Critical Stat: Sweat rates vary 10-fold between athletes (0.5-3.0 liters per hour). Generic hydration advice doesn’t work (Baker, 2017).

Your sweat rate and electrolyte losses are as individual as your fingerprint:

Fluid loss ranges from 0.5 to 3.0 liters per hour—some athletes lose six times more than others

Sodium concentration varies from 200-2,000 mg per liter—another 10-fold difference

This massive variation explains why one-size-fits-all hydration advice fails. Recent studies found that 63% of soccer players and 37-58% of team sport athletes start training already dehydrated (Sebastiá-Rico et al., 2024; Phillips et al., 2014).

How to Calculate Your Personal Sweat Rate

The gold standard formula from Baker (2017) is simple:

Sweat Rate (L/hr) = (Body weight before – Body weight after + Fluids drunk – Urine output) ÷ Exercise hours

Weigh yourself naked before and after a typical training session. Account for what you drank and any bathroom breaks. Do this a few times in different conditions to get your baseline.

Average Sweat Rates by Sport

Recent analysis of elite athletes reveals significant differences across sporting disciplines (Sebastiá-Rico et al., 2024; Barnes et al., 2019)::

Sport Avg Sweat Rate Risk Level Starting Dehydrated
Soccer 0.94 L/hr Moderate 63%
Team Sports 0.95 L/hr Moderate 37-58%
Endurance Sports 1.28 L/hr High 44%
Combat Sports 0.85 L/hr High (weight cutting) 60-80%

What Affects Your Sweat Testing Results

Environmental and individual factors can alter your sweat testing results by 15-25% (Barley et al., 2020):

  • Temperature: Every 5°C increase raises your sweat rate by 0.1-0.2 L/hr (15-20% variation)
  • Humidity: Above 70% humidity reduces sweating efficiency by 30% (10-15% variation)
  • Heat acclimation: After 14-day protocols, sodium losses drop 30-50% (20-25% variation)
  • Fitness level: Better-trained athletes start sweating earlier and more efficiently (10-15% variation)

Pre-Competition Hydration: Loading Up the Right Way

Randomized controlled trials confirm that pre-loading with sodium-enhanced fluids improves performance in hot conditions (Casa et al., 2019). Here’s your evidence-based timeline:

  • 3-4 hours before: Drink 5-7 mL per kg of body weight (a 70kg/154lb athlete drinks about 350-500mL or 12-17oz) with 300-500mg sodium per liter. This gives your kidneys time to process excess.
  • 2 hours before: If your urine is still dark, drink another 250-400mL (8-14oz) with electrolytes.
  • 30-60 minutes before: Take in 200-300mL (7-10oz) with higher sodium (400-700mg/L) to prime your sodium transport mechanisms.

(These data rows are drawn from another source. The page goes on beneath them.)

//! Screen layout rendering.
//!
//! The frame is split into the chat area on the left and the strobe panel
//! on the right. The chat area is divided by row according to
//! [`ScreenGeometry`]: history, separator with status, then the text box.

use crate::state::{ScreenGeometry, SessionState};
use crate::view::constants::{FALLBACK_WIDTH, SEPARATOR_CHAR};
use crate::view::styles::{signal_color, EntryStyles};
use ratatui::{
    layout::{Position, Rect},
    style::Style,
    text::{Line, Span},
    widgets::{Block, Paragraph},
    Frame,
};

/// Width of the chat area for a terminal `total` columns wide.
///
/// The strobe panel is hidden (chat takes everything) when its width is 0
/// or would leave no room for text.
pub fn chat_width(total: u16, strobe_width: u16) -> u16 {
    let total = if total == 0 { FALLBACK_WIDTH } else { total };
    if strobe_width == 0 || strobe_width >= total {
        total
    } else {
        total - strobe_width
    }
}

/// Session geometry for a terminal of `width` x `height`.
pub fn chat_geometry(width: u16, height: u16, strobe_width: u16) -> ScreenGeometry {
    ScreenGeometry::new(
        usize::from(chat_width(width, strobe_width)),
        usize::from(height),
    )
}

/// Chat and strobe rectangles within `area`.
pub fn split_area(area: Rect, strobe_width: u16) -> (Rect, Option<Rect>) {
    let chat = chat_width(area.width, strobe_width).min(area.width);
    let chat_area = Rect::new(area.x, area.y, chat, area.height);
    if chat >= area.width {
        return (chat_area, None);
    }
    let strobe_area = Rect::new(area.x + chat, area.y, area.width - chat, area.height);
    (chat_area, Some(strobe_area))
}

/// Render the whole screen.
pub fn render(frame: &mut Frame, session: &SessionState, strobe_width: u16, styles: &EntryStyles) {
    let (chat_area, strobe_area) = split_area(frame.area(), strobe_width);
    let geometry = session.geometry();

    render_history(frame, chat_area, session, geometry, styles);
    render_separator(frame, chat_area, session, geometry, styles);
    render_textbox(frame, chat_area, session, geometry);

    if let Some(area) = strobe_area {
        render_strobe(frame, area, session);
    }
}

/// Sub-rectangle of `area` covering `rows` rows from `top`, clipped.
fn rows(area: Rect, top: usize, rows: usize) -> Option<Rect> {
    let top = u16::try_from(top).ok()?;
    if top >= area.height {
        return None;
    }
    let available = area.height - top;
    let height = u16::try_from(rows).unwrap_or(u16::MAX).min(available);
    (height > 0).then(|| Rect::new(area.x, area.y + top, area.width, height))
}

fn render_history(
    frame: &mut Frame,
    area: Rect,
    session: &SessionState,
    geometry: ScreenGeometry,
    styles: &EntryStyles,
) {
    let Some(history_area) = rows(area, 0, geometry.chatlog_height()) else {
        return;
    };
    let history = session.history();
    let entries = history.entries();
    let lines: Vec<Line> = history
        .visible(session.scroll_offset(), geometry.chatlog_height())
        .iter()
        .map(|line| {
            let style = entries
                .get(line.entry)
                .map(|entry| styles.for_kind(entry.kind()))
                .unwrap_or_default();
            Line::from(Span::styled(line.text.clone(), style))
        })
        .collect();

    frame.render_widget(Paragraph::new(lines), history_area);
}

/// Separator text: the fill character with the status embedded near the left.
pub fn separator_text(status: &str, width: usize) -> String {
    let fill = SEPARATOR_CHAR.to_string();
    let mut text = format!("{}{} {} ", fill, fill, status);
    let len = text.chars().count();
    if len < width {
        text.push_str(&fill.repeat(width - len));
    }
    text.chars().take(width).collect()
}

fn render_separator(
    frame: &mut Frame,
    area: Rect,
    session: &SessionState,
    geometry: ScreenGeometry,
    styles: &EntryStyles,
) {
    let Some(row) = rows(area, geometry.separator_row(), 1) else {
        return;
    };
    let text = separator_text(&session.status_line(), usize::from(row.width));
    frame.render_widget(
        Paragraph::new(Line::from(Span::styled(text, styles.separator()))),
        row,
    );
}

fn render_textbox(frame: &mut Frame, area: Rect, session: &SessionState, geometry: ScreenGeometry) {
    let textbox = session.textbox();
    let Some(box_area) = rows(area, geometry.textbox_top(), geometry.textbox_height()) else {
        return;
    };

    let chars: Vec<char> = textbox.text().chars().collect();
    let lines: Vec<Line> = chars
        .chunks(textbox.width())
        .map(|chunk| Line::raw(chunk.iter().collect::<String>()))
        .collect();
    frame.render_widget(Paragraph::new(lines), box_area);

    let (row, col) = textbox.cursor();
    if let (Ok(row), Ok(col)) = (u16::try_from(row), u16::try_from(col)) {
        if row < area.height && col < area.width {
            frame.set_cursor_position(Position::new(area.x + col, area.y + row));
        }
    }
}

fn render_strobe(frame: &mut Frame, area: Rect, session: &SessionState) {
    let color = signal_color(session.panel().current());
    frame.render_widget(Block::default().style(Style::default().bg(color)), area);
}

#[cfg(test)]
#[path = "layout_tests.rs"]
mod tests;
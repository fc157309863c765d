//! Internal test modules - whitebox tests with crate access
//!
//! Harness-based acceptance tests drive `TuiApp` through terminal events
//! against a `TestBackend`, a manual clock and an in-memory device.


mod acceptance_layout;
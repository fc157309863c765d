//! Acceptance tests for screen layout, resize and scrolling
//!
//! Test scenarios:
//! 1. History, separator and text box occupy their rows
//! 2. Resizing rewraps history and moves the text box
//! 3. Keyboard and mouse scrolling of the history
//! 4. New lines follow the bottom only when already there

use crate::test_harness::AcceptanceTestHarness;
use crossterm::event::KeyCode;

fn rows(rendered: &str) -> Vec<&str> {
    rendered.lines().collect()
}

/// Harness with enough history to scroll.
fn harness_with_history(notices: usize) -> AcceptanceTestHarness {
    let mut harness = AcceptanceTestHarness::new().unwrap();
    for _ in 0..notices {
        harness.submit("/showfps");
    }
    harness
}

fn max_offset(harness: &AcceptanceTestHarness) -> usize {
    let total = harness.state().history().line_count();
    total.saturating_sub(harness.state().geometry().chatlog_height())
}

// ===== Layout =====

#[test]
fn standard_terminal_layout() {
    let mut harness = AcceptanceTestHarness::new().unwrap();
    harness.type_text("draft");

    let rendered = harness.render_to_string();
    let rows = rows(&rendered);

    // 72-wide chat: two text box rows, separator at row 21
    assert!(rows[0].starts_with("--- Welcome"));
    assert!(rows[21].starts_with("__ 10 fps | strobe interleaved | mem0 _"));
    assert!(rows[22].starts_with("draft"));
}

#[test]
fn status_shows_showfps_flag() {
    let mut harness = AcceptanceTestHarness::new().unwrap();
    harness.submit("/showfps");

    let rendered = harness.render_to_string();

    assert!(rows(&rendered)[21].contains("| mem0 | showfps"));
}

#[test]
fn cursor_is_placed_after_typed_text() {
    let mut harness = AcceptanceTestHarness::new().unwrap();
    harness.type_text("abc");
    harness.render_to_string();

    assert_eq!(harness.state().textbox().cursor(), (22, 3));
}

// ===== Resize =====

#[test]
fn resize_rewraps_history_to_new_width() {
    let mut harness = AcceptanceTestHarness::new().unwrap();
    harness.submit("a message long enough to need wrapping on a narrow screen");

    harness.resize(30, 40);

    // 30 columns minus the 8-column strobe panel
    let width = harness.state().geometry().width();
    assert_eq!(width, 22);
    for line in harness.history_lines() {
        assert!(line.chars().count() <= width, "{:?} exceeds {}", line, width);
    }
    assert!(harness.history_lines().len() > 6);
}

#[test]
fn resize_moves_text_box_and_keeps_cursor_index() {
    let mut harness = AcceptanceTestHarness::new().unwrap();
    let text: String = "abcdefghij".repeat(5);
    harness.type_text(&text);
    let index = harness.state().textbox().index();

    harness.resize(28, 30);

    // 20-wide chat: 7 text box rows, separator at row 22
    let geometry = harness.state().geometry();
    assert_eq!(geometry.textbox_height(), 7);
    assert_eq!(geometry.separator_row(), 22);
    assert_eq!(harness.state().textbox().index(), index);
    assert_eq!(harness.state().textbox().cursor(), (23 + 2, 10));
    assert_eq!(harness.state().textbox().text(), text);
}

#[test]
fn resize_keeps_bottom_pinned() {
    let mut harness = harness_with_history(30);
    assert_eq!(harness.state().scroll_offset(), max_offset(&harness));

    harness.resize(80, 30);

    assert_eq!(harness.state().scroll_offset(), max_offset(&harness));
}

#[test]
fn resize_renders_without_panic_when_tiny() {
    let mut harness = harness_with_history(5);
    harness.resize(6, 3);
    let _ = harness.render_to_string();
    harness.resize(80, 24);
    assert!(harness.render_to_string().contains("Welcome"));
}

// ===== Scrolling =====

#[test]
fn keyboard_scroll_moves_one_line() {
    let mut harness = harness_with_history(30);
    let bottom = max_offset(&harness);

    harness.send_key(KeyCode::Up);
    assert_eq!(harness.state().scroll_offset(), bottom - 1);

    harness.send_key(KeyCode::Down);
    assert_eq!(harness.state().scroll_offset(), bottom);
}

#[test]
fn scroll_is_clamped_at_both_ends() {
    let mut harness = harness_with_history(30);

    for _ in 0..5 {
        harness.send_key(KeyCode::PageUp);
    }
    assert_eq!(harness.state().scroll_offset(), 0);

    for _ in 0..5 {
        harness.send_key(KeyCode::PageDown);
    }
    assert_eq!(harness.state().scroll_offset(), max_offset(&harness));
}

#[test]
fn mouse_wheel_scrolls_three_lines() {
    let mut harness = harness_with_history(30);
    let bottom = max_offset(&harness);

    harness.scroll_wheel(true);
    assert_eq!(harness.state().scroll_offset(), bottom - 3);

    harness.scroll_wheel(false);
    assert_eq!(harness.state().scroll_offset(), bottom);
}

#[test]
fn new_lines_do_not_move_a_scrolled_view() {
    let mut harness = harness_with_history(30);
    harness.send_key(KeyCode::PageUp);
    let offset = harness.state().scroll_offset();

    harness.submit("/showfps");

    assert_eq!(harness.state().scroll_offset(), offset);
}

#[test]
fn new_lines_follow_bottom() {
    let mut harness = harness_with_history(30);

    harness.submit("/showfps");

    assert_eq!(harness.state().scroll_offset(), max_offset(&harness));
}

#[test]
fn end_key_returns_to_bottom() {
    let mut harness = harness_with_history(30);
    harness.send_key(KeyCode::PageUp);

    harness.send_key(KeyCode::End);

    assert_eq!(harness.state().scroll_offset(), max_offset(&harness));
}

#[test]
fn scrolled_view_renders_older_lines() {
    let mut harness = harness_with_history(30);
    for _ in 0..5 {
        harness.send_key(KeyCode::PageUp);
    }

    let rendered = harness.render_to_string();

    assert!(rows(&rendered)[0].starts_with("--- Welcome"));
}
//! Serial device discovery and writing.
//!
//! Devices are found by probing `<prefix>0`, `<prefix>1`, ... up to a scan
//! limit, repeating the scan a bounded number of times. Once opened, the
//! line is set to [`LineSettings`] (9600 8N1 by default) with hang-up on
//! close disabled. Platform details (path spelling, presence check, line
//! configuration) live in the `platform` module selected at build time.

use crate::model::TransportError;
use crate::transport::{Link, Transport};
use std::fs::{File, OpenOptions};
use std::io::Write;
use std::path::{Path, PathBuf};
use tracing::{debug, info, warn};

/// Probe passes made before giving up.
pub const DEFAULT_ATTEMPTS: u32 = 5;

/// Exclusive upper bound of device indices probed per pass.
pub const DEFAULT_SCAN_LIMIT: u32 = 256;

/// Platform default device prefix (`/dev/ttyACM` or `COM`).
pub fn default_prefix() -> &'static str {
    platform::DEFAULT_PREFIX
}

/// Parity bit mode.
#[derive(Debug, Clone, Copy, PartialEq, Eq)]
pub enum Parity {
    /// No parity bit.
    None,
    /// Even parity.
    Even,
    /// Odd parity.
    Odd,
}

/// Line parameters applied to the device when a link opens.
#[derive(Debug, Clone, Copy, PartialEq, Eq)]
pub struct LineSettings {
    /// Bits per second.
    pub baud_rate: u32,
    /// Data bits per character, 5 to 8.
    pub data_bits: u8,
    /// Parity mode.
    pub parity: Parity,
    /// Stop bits, 1 or 2.
    pub stop_bits: u8,
}

impl LineSettings {
    /// 9600 baud, 8 data bits, no parity, one stop bit.
    pub const STANDARD: Self = Self {
        baud_rate: 9600,
        data_bits: 8,
        parity: Parity::None,
        stop_bits: 1,
    };
}

impl Default for LineSettings {
    fn default() -> Self {
        Self::STANDARD
    }
}

/// Serial transport with bounded probing.
#[derive(Debug, Clone)]
pub struct SerialTransport {
    prefix: String,
    attempts: u32,
    scan_limit: u32,
    settings: LineSettings,
    line_control: bool,
}

impl SerialTransport {
    /// Transport probing `<prefix><i>` for `i in 0..scan_limit`, `attempts` times.
    pub fn new(prefix: impl Into<String>, attempts: u32, scan_limit: u32) -> Self {
        Self {
            prefix: prefix.into(),
            attempts: attempts.max(1),
            scan_limit,
            settings: LineSettings::STANDARD,
            line_control: true,
        }
    }

    /// Use different line parameters.
    pub fn with_line_settings(mut self, settings: LineSettings) -> Self {
        self.settings = settings;
        self
    }

    /// Line parameters applied on open.
    pub fn line_settings(&self) -> LineSettings {
        self.settings
    }

    /// Skip line configuration on open/close (for plain files standing in as devices).
    pub fn without_line_control(mut self) -> Self {
        self.line_control = false;
        self
    }

    /// Find the first present device node.
    pub fn probe(&self) -> Result<PathBuf, TransportError> {
        for attempt in 1..=self.attempts {
            for index in 0..self.scan_limit {
                let path = platform::device_path(&format!("{}{}", self.prefix, index));
                if platform::is_present(&path) {
                    debug!(path = %path.display(), attempt, "Serial device detected");
                    return Ok(path);
                }
            }
            debug!(attempt, prefix = %self.prefix, "No serial device found on this pass");
        }

        Err(TransportError::NotFound {
            prefix: self.prefix.clone(),
            attempts: self.attempts,
            scan_limit: self.scan_limit,
        })
    }
}

impl Default for SerialTransport {
    fn default() -> Self {
        Self::new(default_prefix(), DEFAULT_ATTEMPTS, DEFAULT_SCAN_LIMIT)
    }
}

impl Transport for SerialTransport {
    fn open(&mut self) -> Result<Box<dyn Link>, TransportError> {
        let path = self.probe()?;
        let file = OpenOptions::new()
            .write(true)
            .open(&path)
            .map_err(|source| TransportError::Open {
                path: path.clone(),
                source,
            })?;

        if self.line_control {
            match platform::configure(&file, &self.settings) {
                Ok(()) => debug!(
                    path = %path.display(),
                    baud = self.settings.baud_rate,
                    data_bits = self.settings.data_bits,
                    parity = ?self.settings.parity,
                    stop_bits = self.settings.stop_bits,
                    "Line configured"
                ),
                Err(err) => warn!(path = %path.display(), error = %err, "Line configuration failed"),
            }
        }

        info!(path = %path.display(), "Serial link opened");
        Ok(Box::new(SerialLink {
            location: display_location(&path),
            file,
            line_control: self.line_control,
        }))
    }
}

fn display_location(path: &Path) -> String {
    path.to_string_lossy()
        .trim_start_matches(r"\\.\")
        .to_string()
}

/// Open serial device. Restores hang-up-on-close when dropped.
#[derive(Debug)]
pub struct SerialLink {
    location: String,
    file: File,
    line_control: bool,
}

impl Link for SerialLink {
    fn write(&mut self, bytes: &[u8]) -> Result<(), TransportError> {
        self.file
            .write_all(bytes)
            .and_then(|()| self.file.flush())
            .map_err(|source| TransportError::Write {
                location: self.location.clone(),
                source,
            })
    }

    fn location(&self) -> &str {
        &self.location
    }
}

impl Drop for SerialLink {
    fn drop(&mut self) {
        if self.line_control {
            if let Err(err) = platform::set_hangup(&self.file, true) {
                warn!(location = %self.location, error = %err, "Could not restore hang-up on close");
            }
        }
        debug!(location = %self.location, "Serial link released");
    }
}

#[cfg(unix)]
mod platform {
    use super::{LineSettings, Parity};
    use nix::errno::Errno;
    use nix::sys::termios::{self, BaudRate, ControlFlags, SetArg, Termios};
    use std::fs::File;
    use std::io;
    use std::path::{Path, PathBuf};

    pub const DEFAULT_PREFIX: &str = "/dev/ttyACM";

    pub fn device_path(name: &str) -> PathBuf {
        PathBuf::from(name)
    }

    pub fn is_present(path: &Path) -> bool {
        path.exists()
    }

    /// Apply `settings` and clear `HUPCL` so closing the port does not reset the board.
    pub fn configure(file: &File, settings: &LineSettings) -> io::Result<()> {
        let mut attrs = termios::tcgetattr(file)?;
        apply(&mut attrs, settings)?;
        attrs.control_flags.remove(ControlFlags::HUPCL);
        termios::tcsetattr(file, SetArg::TCSANOW, &attrs)?;
        Ok(())
    }

    pub fn set_hangup(file: &File, enabled: bool) -> io::Result<()> {
        let mut attrs = termios::tcgetattr(file)?;
        attrs.control_flags.set(ControlFlags::HUPCL, enabled);
        termios::tcsetattr(file, SetArg::TCSANOW, &attrs)?;
        Ok(())
    }

    fn apply(attrs: &mut Termios, settings: &LineSettings) -> nix::Result<()> {
        termios::cfsetspeed(attrs, baud_rate(settings.baud_rate)?)?;

        let size = match settings.data_bits {
            5 => ControlFlags::CS5,
            6 => ControlFlags::CS6,
            7 => ControlFlags::CS7,
            8 => ControlFlags::CS8,
            _ => return Err(Errno::EINVAL),
        };
        attrs.control_flags &= !(ControlFlags::CSIZE
            | ControlFlags::PARENB
            | ControlFlags::PARODD
            | ControlFlags::CSTOPB);
        attrs.control_flags |= size | ControlFlags::CREAD | ControlFlags::CLOCAL;

        match settings.parity {
            Parity::None => {}
            Parity::Even => attrs.control_flags |= ControlFlags::PARENB,
            Parity::Odd => attrs.control_flags |= ControlFlags::PARENB | ControlFlags::PARODD,
        }
        match settings.stop_bits {
            1 => {}
            2 => attrs.control_flags |= ControlFlags::CSTOPB,
            _ => return Err(Errno::EINVAL),
        }
        Ok(())
    }

    fn baud_rate(rate: u32) -> nix::Result<BaudRate> {
        Ok(match rate {
            1200 => BaudRate::B1200,
            2400 => BaudRate::B2400,
            4800 => BaudRate::B4800,
            9600 => BaudRate::B9600,
            19200 => BaudRate::B19200,
            38400 => BaudRate::B38400,
            57600 => BaudRate::B57600,
            115200 => BaudRate::B115200,
            _ => return Err(Errno::EINVAL),
        })
    }

    #[cfg(all(test, target_os = "linux"))]
    mod tests {
        use super::*;
        use nix::pty::openpty;

        // The master end must outlive the test; dropping it hangs up the slave (EIO).
        fn pty_slave() -> (std::os::fd::OwnedFd, File) {
            let pty = openpty(None, None).expect("openpty");
            (pty.master, File::from(pty.slave))
        }

        #[test]
        fn configure_sets_standard_line() {
            let (_master, slave) = pty_slave();

            configure(&slave, &LineSettings::STANDARD).unwrap();

            let attrs = termios::tcgetattr(&slave).unwrap();
            assert_eq!(termios::cfgetospeed(&attrs), BaudRate::B9600);
            assert_eq!(attrs.control_flags & ControlFlags::CSIZE, ControlFlags::CS8);
            assert!(!attrs.control_flags.contains(ControlFlags::PARENB));
            assert!(!attrs.control_flags.contains(ControlFlags::CSTOPB));
            assert!(!attrs.control_flags.contains(ControlFlags::HUPCL));
        }

        #[test]
        fn configure_applies_parity_and_stop_bits() {
            let (_master, slave) = pty_slave();
            let settings = LineSettings {
                baud_rate: 19200,
                data_bits: 7,
                parity: Parity::Odd,
                stop_bits: 2,
            };

            configure(&slave, &settings).unwrap();

            let attrs = termios::tcgetattr(&slave).unwrap();
            assert_eq!(termios::cfgetospeed(&attrs), BaudRate::B19200);
            assert_eq!(attrs.control_flags & ControlFlags::CSIZE, ControlFlags::CS7);
            assert!(attrs
                .control_flags
                .contains(ControlFlags::PARENB | ControlFlags::PARODD | ControlFlags::CSTOPB));
        }

        #[test]
        fn unsupported_settings_are_rejected() {
            let (_master, slave) = pty_slave();
            let settings = LineSettings {
                baud_rate: 12345,
                ..LineSettings::STANDARD
            };

            let err = configure(&slave, &settings).unwrap_err();

            assert_eq!(err.raw_os_error(), Some(Errno::EINVAL as i32));
        }

        #[test]
        fn hangup_is_restored() {
            let (_master, slave) = pty_slave();
            configure(&slave, &LineSettings::STANDARD).unwrap();

            set_hangup(&slave, true).unwrap();

            let attrs = termios::tcgetattr(&slave).unwrap();
            assert!(attrs.control_flags.contains(ControlFlags::HUPCL));
        }

        #[test]
        fn configure_fails_on_plain_file() {
            let file = tempfile::tempfile().unwrap();
            assert!(configure(&file, &LineSettings::STANDARD).is_err());
        }
    }
}

#[cfg(windows)]
mod platform {
    use super::{LineSettings, Parity};
    use std::fs::{File, OpenOptions};
    use std::io;
    use std::os::windows::io::AsRawHandle;
    use std::path::{Path, PathBuf};
    use windows_sys::Win32::Devices::Communication::{
        GetCommState, SetCommState, DCB, EVENPARITY, NOPARITY, ODDPARITY, ONESTOPBIT,
        TWOSTOPBITS,
    };

    pub const DEFAULT_PREFIX: &str = "COM";

    pub fn device_path(name: &str) -> PathBuf {
        if name.starts_with(r"\\.\") || name.contains(['/', '\\']) {
            PathBuf::from(name)
        } else {
            PathBuf::from(format!(r"\\.\{name}"))
        }
    }

    /// COM ports have no directory entry; a successful open is the only probe.
    pub fn is_present(path: &Path) -> bool {
        OpenOptions::new().write(true).open(path).is_ok()
    }

    pub fn configure(file: &File, settings: &LineSettings) -> io::Result<()> {
        let stop_bits = match settings.stop_bits {
            1 => ONESTOPBIT,
            2 => TWOSTOPBITS,
            _ => return Err(io::Error::from(io::ErrorKind::InvalidInput)),
        };
        let handle = file.as_raw_handle();

        // SAFETY: DCB is plain data; all-zero is a valid starting value.
        let mut dcb: DCB = unsafe { std::mem::zeroed() };
        dcb.DCBlength = std::mem::size_of::<DCB>() as u32;
        // SAFETY: `handle` is an open COM port owned by `file`.
        if unsafe { GetCommState(handle, &mut dcb) } == 0 {
            return Err(io::Error::last_os_error());
        }

        dcb.BaudRate = settings.baud_rate;
        dcb.ByteSize = settings.data_bits;
        dcb.Parity = match settings.parity {
            Parity::None => NOPARITY,
            Parity::Even => EVENPARITY,
            Parity::Odd => ODDPARITY,
        };
        dcb.StopBits = stop_bits;

        // SAFETY: as above; `dcb` was filled by GetCommState.
        if unsafe { SetCommState(handle, &dcb) } == 0 {
            return Err(io::Error::last_os_error());
        }
        Ok(())
    }

    /// COM ports have no hang-up-on-close flag.
    pub fn set_hangup(_file: &File, _enabled: bool) -> io::Result<()> {
        Ok(())
    }
}
//! Operator messages and chat history entries.

use crate::model::error::MessageError;
use chrono::{DateTime, Local};

/// Maximum number of characters in a single transmitted message.
pub const MAX_MESSAGE_LEN: usize = 140;

/// An operator message awaiting encoding.
///
/// Length-bounded to [`MAX_MESSAGE_LEN`] characters. The character set is
/// checked by the codec, not here, so that unsupported input reports a
/// [`CodecError`](crate::model::CodecError) with the offending position.
#[derive(Debug, Clone, PartialEq, Eq, Hash)]
pub struct Message(String);

impl Message {
    /// Smart constructor enforcing the length bound.
    pub fn new(text: impl Into<String>) -> Result<Self, MessageError> {
        let text = text.into();
        let len = text.chars().count();
        if len > MAX_MESSAGE_LEN {
            return Err(MessageError::TooLong {
                len,
                limit: MAX_MESSAGE_LEN,
            });
        }
        Ok(Self(text))
    }

    /// Borrow the message text.
    pub fn as_str(&self) -> &str {
        &self.0
    }

    /// Number of characters in the message.
    pub fn len(&self) -> usize {
        self.0.chars().count()
    }

    /// True for the empty message.
    pub fn is_empty(&self) -> bool {
        self.0.is_empty()
    }

    /// Consume into the inner string.
    pub fn into_inner(self) -> String {
        self.0
    }
}

impl std::fmt::Display for Message {
    fn fmt(&self, f: &mut std::fmt::Formatter<'_>) -> std::fmt::Result {
        f.write_str(&self.0)
    }
}

/// Who produced a history entry.
#[derive(Debug, Clone, Copy, PartialEq, Eq)]
pub enum EntryKind {
    /// Client notice (startup banner, device status, command feedback).
    System,
    /// A message the operator sent.
    User,
    /// A failure reported to the operator.
    Error,
}

/// One unit of chat history as originally appended.
///
/// Never mutated after creation. The wrapped display lines are derived
/// from [`LogicalEntry::rendered`].
#[derive(Debug, Clone, PartialEq, Eq)]
pub struct LogicalEntry {
    kind: EntryKind,
    body: String,
    timestamp: DateTime<Local>,
}

impl LogicalEntry {
    /// Create an entry stamped with the current local time.
    pub fn new(kind: EntryKind, body: impl Into<String>) -> Self {
        Self::at(kind, body, Local::now())
    }

    /// Create an entry with an explicit timestamp.
    pub fn at(kind: EntryKind, body: impl Into<String>, timestamp: DateTime<Local>) -> Self {
        Self {
            kind,
            body: body.into(),
            timestamp,
        }
    }

    /// Shorthand for a [`EntryKind::System`] notice.
    pub fn system(body: impl Into<String>) -> Self {
        Self::new(EntryKind::System, body)
    }

    /// Shorthand for a [`EntryKind::Error`] notice.
    pub fn error(body: impl Into<String>) -> Self {
        Self::new(EntryKind::Error, body)
    }

    /// Shorthand for a sent operator message.
    pub fn user(message: &Message) -> Self {
        Self::new(EntryKind::User, message.as_str())
    }

    /// Entry kind.
    pub fn kind(&self) -> EntryKind {
        self.kind
    }

    /// Raw body text without decoration.
    pub fn body(&self) -> &str {
        &self.body
    }

    /// When the entry was appended.
    pub fn timestamp(&self) -> DateTime<Local> {
        self.timestamp
    }

    /// The full line as shown in history, before wrapping.
    ///
    /// - System: `--- body ---`
    /// - User: `[HH:MM] You: body`
    /// - Error: `--- Error: body ---`
    pub fn rendered(&self) -> String {
        match self.kind {
            EntryKind::System => format!("--- {} ---", self.body),
            EntryKind::User => format!("[{}] You: {}", self.timestamp.format("%H:%M"), self.body),
            EntryKind::Error => format!("--- Error: {} ---", self.body),
        }
    }
}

How to Check Your Hydration Status

Morning hydration assessment should include multiple indicators, as no single method provides sufficient accuracy (Barley et al., 2020):

  • First urine color: Pale yellow (1-3 on color chart) is optimal. Moderate reliability for daily monitoring.
  • Body weight: Should be within 1% of your baseline on training days. High reliability.
  • Thirst sensation: Poor reliability as a standalone indicator—use only as a supporting sign.

During Competition: Drinking to Perform

The goal isn’t to replace 100% of sweat losses during exercise—that’s uncomfortable and can hurt performance. Research demonstrates that replacing 70-80% of sweat losses optimizes the balance between hydration and gastrointestinal comfort (Barnes et al., 2019).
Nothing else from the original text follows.